Date of publication: November 1901
Volume number: 35
Issue number: 11
|“Anarchy.” Brotherhood of Locomotive Engineers Monthly Journal Nov. 1901 v35n11: pp. 689-90.|
|Johann Most (incarceration); anarchism (personal response); anarchism (laws against).|
|The “brush manufacturer named Kling” referred to below cannot be identified.|
Herr Most, the rabid anarchist who has been allowed
to voice his treason through his paper, which should have been suppressed long
ago, has been sent to prison for a year for his villainous utterances relative
to the murder of the President; and Die Freiheit, the German edition
of his paper issued at Stuttgart, Germany, has been suppressed, and the publisher,
a brush manufacturer named Kling, imprisoned.
The law of New York under which Most was imprisoned reads as follows:
A person who willfully and wrongfully commits any act which seriously injures the person or property of another, or which seriously disturbs or endangers the public peace or health, or which openly outrages public decency, for which no other punishment is expressly prescribed by this code, is guilty of a misdemeanor.
We heartily approve of the sentence of this rabid
un-American advocate of violence and treason towards a country under whose benign
influence he desires to live that he may speculate on the credulity of his dupes
whom he attempts to convert into criminals and incites them to criminal acts.
But the law of New York is entirely too ambiguous.
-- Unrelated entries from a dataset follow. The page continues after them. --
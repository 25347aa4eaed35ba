use chrono::{DateTime, Utc};
use uuid::Uuid;

use crate::models::journal::JournalEntry;

/// Build an entry for a fixed test user. `at` is RFC 3339; `None` leaves the
/// timestamp missing.
pub fn entry(at: Option<&str>, mood: &str, text: Option<&str>) -> JournalEntry {
    JournalEntry {
        id: Uuid::new_v4(),
        user_id: Uuid::nil(),
        mood: mood.to_string(),
        text: text.map(str::to_string),
        created_at: at.map(|s| {
            DateTime::parse_from_rfc3339(s)
                .expect("test timestamp must be RFC 3339")
                .with_timezone(&Utc)
        }),
    }
}

/// Entry at the given UTC hour on Tuesday 2026-02-10.
pub fn entry_at_hour(hour: u32, mood: &str) -> JournalEntry {
    entry(Some(&format!("2026-02-10T{:02}:30:00Z", hour)), mood, None)
}
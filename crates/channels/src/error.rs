use std::{error::Error as StdError, time::Duration};

/// Crate-wide result type for connection operations.
pub type Result<T> = std::result::Result<T, Error>;

/// Typed connection errors shared by every [`MessagingConnection`] implementation.
///
/// [`MessagingConnection`]: crate::MessagingConnection
#[derive(Debug, thiserror::Error)]
pub enum Error {
    /// The session is not connected and authenticated.
    #[error("whatsapp is not connected")]
    NotConnected,

    /// The messaging network rejected the request.
    #[error("{message}")]
    Rejected { message: String },

    /// No answer arrived within the allowed time.
    #[error("{operation} timed out after {}s", after.as_secs())]
    Timeout {
        operation: &'static str,
        after: Duration,
    },

    /// Wrapped source error from an external dependency.
    #[error("{context}: {source}")]
    External {
        context: String,
        #[source]
        source: Box<dyn StdError + Send + Sync>,
    },
}

impl Error {
    #[must_use]
    pub fn rejected(message: impl std::fmt::Display) -> Self {
        Self::Rejected {
            message: message.to_string(),
        }
    }

    #[must_use]
    pub fn timeout(operation: &'static str, after: Duration) -> Self {
        Self::Timeout { operation, after }
    }

    #[must_use]
    pub fn external(
        context: impl Into<String>,
        source: impl StdError + Send + Sync + 'static,
    ) -> Self {
        Self::External {
            context: context.into(),
            source: Box::new(source),
        }
    }

    /// Whether this error means the connection was not usable at all, as
    /// opposed to a single request failing.
    #[must_use]
    pub fn is_not_connected(&self) -> bool {
        matches!(self, Self::NotConnected)
    }
}
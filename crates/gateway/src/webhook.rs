//! Forwards inbound WhatsApp messages to the configured webhook.

use std::{sync::Arc, time::Duration};

use {
    serde::Serialize,
    tokio::{
        sync::mpsc,
        task::{JoinHandle, JoinSet},
    },
    tracing::{debug, info, warn},
};

use {
    wabridge_channels::InboundMessage,
    wabridge_config::{Environment, WebhookConfig},
};

/// Deliveries allowed in flight before the forwarder stops reading the queue.
const MAX_IN_FLIGHT: usize = 32;

#[derive(Debug, thiserror::Error)]
pub enum ForwardError {
    #[error("no webhook configured for the {0} environment")]
    NoWebhook(Environment),

    #[error("webhook request failed: {0}")]
    Transport(#[from] reqwest::Error),

    #[error("webhook answered {0}")]
    Status(reqwest::StatusCode),
}

/// Body POSTed to the webhook.
#[derive(Debug, Clone, PartialEq, Eq, Serialize)]
pub struct WebhookPayload {
    pub from: String,
    pub text: String,
}

impl WebhookPayload {
    /// Payload for `msg`, or `None` for messages that are not forwarded:
    /// our own messages, media without text, and messages with no sender.
    #[must_use]
    pub fn from_inbound(msg: &InboundMessage) -> Option<Self> {
        if msg.from_me || msg.from.is_empty() {
            return None;
        }
        let text = msg.text.as_deref().filter(|t| !t.is_empty())?;
        Some(Self {
            from: msg.from.clone(),
            text: text.to_string(),
        })
    }
}

pub struct WebhookForwarder {
    client: reqwest::Client,
    environment: Environment,
    url: Option<String>,
    timeout: Duration,
}

impl WebhookForwarder {
    #[must_use]
    pub fn new(config: &WebhookConfig) -> Self {
        Self {
            client: reqwest::Client::new(),
            environment: config.environment(),
            url: config.active_url().map(str::to_string),
            timeout: config.timeout(),
        }
    }

    /// Drain `inbound` on a background task until every sender is gone.
    pub fn spawn(self, inbound: mpsc::Receiver<InboundMessage>) -> JoinHandle<()> {
        tokio::spawn(self.run(inbound))
    }

    /// Deliveries run concurrently, so a slow webhook call does not hold up
    /// the messages behind it.
    pub async fn run(self, mut inbound: mpsc::Receiver<InboundMessage>) {
        match &self.url {
            Some(url) => info!(environment = %self.environment, %url, "forwarding inbound messages"),
            None => warn!(
                environment = %self.environment,
                "no webhook configured, inbound messages will be dropped"
            ),
        }

        let forwarder = Arc::new(self);
        let mut in_flight = JoinSet::new();
        while let Some(msg) = inbound.recv().await {
            let Some(payload) = WebhookPayload::from_inbound(&msg) else {
                debug!(message_id = %msg.message_id, from_me = msg.from_me, "skipping inbound message");
                continue;
            };

            while in_flight.try_join_next().is_some() {}
            if in_flight.len() >= MAX_IN_FLIGHT {
                in_flight.join_next().await;
            }
            let forwarder = Arc::clone(&forwarder);
            in_flight.spawn(async move { forwarder.deliver(payload).await });
        }

        while in_flight.join_next().await.is_some() {}
        debug!("inbound queue closed, webhook forwarder stopping");
    }

    async fn deliver(&self, payload: WebhookPayload) {
        match self.forward(&payload).await {
            Ok(()) => debug!(from = %payload.from, "inbound message forwarded"),
            Err(ForwardError::NoWebhook(_)) => {
                info!(from = %payload.from, "inbound message dropped, no webhook configured");
            },
            Err(e) => warn!(from = %payload.from, error = %e, "failed to forward inbound message"),
        }
    }

    /// POST one payload to the active webhook.
    pub async fn forward(&self, payload: &WebhookPayload) -> Result<(), ForwardError> {
        let Some(url) = self.url.as_deref() else {
            return Err(ForwardError::NoWebhook(self.environment));
        };
        let response = self
            .client
            .post(url)
            .timeout(self.timeout)
            .json(payload)
            .send()
            .await?;
        let status = response.status();
        if status.is_success() {
            Ok(())
        } else {
            Err(ForwardError::Status(status))
        }
    }
}

#[allow(clippy::unwrap_used, clippy::expect_used)]
#[cfg(test)]
mod tests {
    use {
        super::*,
        axum::{Json, Router, extract::State, http::StatusCode, routing::post},
    };

    fn inbound(from: &str, text: Option<&str>, from_me: bool) -> InboundMessage {
        InboundMessage {
            message_id: "IN1".into(),
            from: from.into(),
            text: text.map(str::to_string),
            from_me,
            timestamp: None,
        }
    }

    /// Webhook stub answering with `status` and reporting every body it gets.
    async fn stub_webhook(status: StatusCode) -> (String, mpsc::UnboundedReceiver<serde_json::Value>) {
        let (tx, rx) = mpsc::unbounded_channel();
        let app = Router::new()
            .route(
                "/hook",
                post(
                    move |State(tx): State<mpsc::UnboundedSender<serde_json::Value>>,
                          Json(body): Json<serde_json::Value>| async move {
                        let _ = tx.send(body);
                        status
                    },
                ),
            )
            .with_state(tx);
        let listener = tokio::net::TcpListener::bind("127.0.0.1:0").await.unwrap();
        let addr = listener.local_addr().unwrap();
        tokio::spawn(async move {
            axum::serve(listener, app).await.unwrap();
        });
        (format!("http://{addr}/hook"), rx)
    }

    fn config(url: Option<String>) -> WebhookConfig {
        WebhookConfig {
            environment: "prod".into(),
            prod_url: url,
            ..Default::default()
        }
    }

    #[test]
    fn own_and_textless_messages_are_skipped() {
        assert!(WebhookPayload::from_inbound(&inbound("a@s.whatsapp.net", Some("hi"), true)).is_none());
        assert!(WebhookPayload::from_inbound(&inbound("a@s.whatsapp.net", None, false)).is_none());
        assert!(WebhookPayload::from_inbound(&inbound("a@s.whatsapp.net", Some(""), false)).is_none());
        assert!(WebhookPayload::from_inbound(&inbound("", Some("hi"), false)).is_none());
        assert_eq!(
            WebhookPayload::from_inbound(&inbound("a@s.whatsapp.net", Some("hi"), false)),
            Some(WebhookPayload {
                from: "a@s.whatsapp.net".into(),
                text: "hi".into(),
            })
        );
    }

    #[tokio::test]
    async fn forwards_to_active_environment() {
        let (url, mut bodies) = stub_webhook(StatusCode::OK).await;
        let forwarder = WebhookForwarder::new(&config(Some(url)));
        let (tx, rx) = mpsc::channel(8);
        let task = forwarder.spawn(rx);

        tx.send(inbound("a@s.whatsapp.net", Some("mine"), true)).await.unwrap();
        tx.send(inbound("b@s.whatsapp.net", Some("hello"), false)).await.unwrap();
        drop(tx);
        task.await.unwrap();

        let body = bodies.recv().await.unwrap();
        assert_eq!(body, serde_json::json!({ "from": "b@s.whatsapp.net", "text": "hello" }));
        assert!(bodies.try_recv().is_err());
    }

    #[tokio::test]
    async fn slow_webhook_does_not_hold_up_later_messages() {
        let (tx, mut bodies) = mpsc::unbounded_channel();
        let app = Router::new()
            .route(
                "/hook",
                post(
                    |State(tx): State<mpsc::UnboundedSender<serde_json::Value>>,
                     Json(body): Json<serde_json::Value>| async move {
                        if body["text"] == "slow" {
                            tokio::time::sleep(Duration::from_secs(3)).await;
                        }
                        let _ = tx.send(body);
                        StatusCode::OK
                    },
                ),
            )
            .with_state(tx);
        let listener = tokio::net::TcpListener::bind("127.0.0.1:0").await.unwrap();
        let addr = listener.local_addr().unwrap();
        tokio::spawn(async move {
            axum::serve(listener, app).await.unwrap();
        });

        let forwarder = WebhookForwarder::new(&config(Some(format!("http://{addr}/hook"))));
        let (inbound_tx, inbound_rx) = mpsc::channel(8);
        let _task = forwarder.spawn(inbound_rx);
        inbound_tx.send(inbound("a@s.whatsapp.net", Some("slow"), false)).await.unwrap();
        inbound_tx.send(inbound("b@s.whatsapp.net", Some("fast"), false)).await.unwrap();

        let first = tokio::time::timeout(Duration::from_secs(1), bodies.recv())
            .await
            .expect("later message waited on the slow webhook")
            .unwrap();
        assert_eq!(first["text"], "fast");
    }

    #[tokio::test]
    async fn non_success_status_is_an_error() {
        let (url, _bodies) = stub_webhook(StatusCode::BAD_GATEWAY).await;
        let forwarder = WebhookForwarder::new(&config(Some(url)));
        let payload = WebhookPayload {
            from: "a@s.whatsapp.net".into(),
            text: "hi".into(),
        };
        assert!(matches!(
            forwarder.forward(&payload).await,
            Err(ForwardError::Status(StatusCode::BAD_GATEWAY))
        ));
    }

    #[tokio::test]
    async fn missing_webhook_drops_messages() {
        let forwarder = WebhookForwarder::new(&config(None));
        let payload = WebhookPayload {
            from: "a@s.whatsapp.net".into(),
            text: "hi".into(),
        };
        assert!(matches!(
            forwarder.forward(&payload).await,
            Err(ForwardError::NoWebhook(Environment::Prod))
        ));
    }
}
There should be no question
as to its meaning nor its application. The person or persons guilty of vicious
treasonable utterances, and those who are responsible for the publication of
vicious treasonable doctrines tending toward treason and murder, should be named
as amenable to a special code.
Such a law as above quoted, under which Most was sent to prison, if the decision was left to the legal prejudice of some judges, such for instance as judges who have enjoined members of organized labor from paying dues or contributing to the support of men on a strike, would endanger the liberty of one who quit the service of another, because it might be said that it injured the property rights of another.
Members of organized labor generally abhor such doctrines as anarchy, and there is no factor in society that can do more in helping mould both public opinion and law to fit the emergency made necessary for the suppression of this treasonable lot. But we do not want revolution. We want to evolve something that will cure the disease complained of—a law that denies no reasonable liberty, yet protects the individual and the national and state laws, the creation of the voice of the majority.  Emigration restrictions and specific laws made to fit specific conditions are needed; and the interest of no class is more involved in the various proposed remedies than laboring men. While they do not ask any special privileges, no law should be created that can be perverted and used at will against them, while it would be a dead letter applied to others who disturb property rights and the public equally as much.
We want to impress upon the mind of all organized labor the necessity of taking part in both the upbuilding of moral obligations to right law and loyalty to government, and have no mean share in helping to mould the law for the suppression of evil, and anarchy in particular.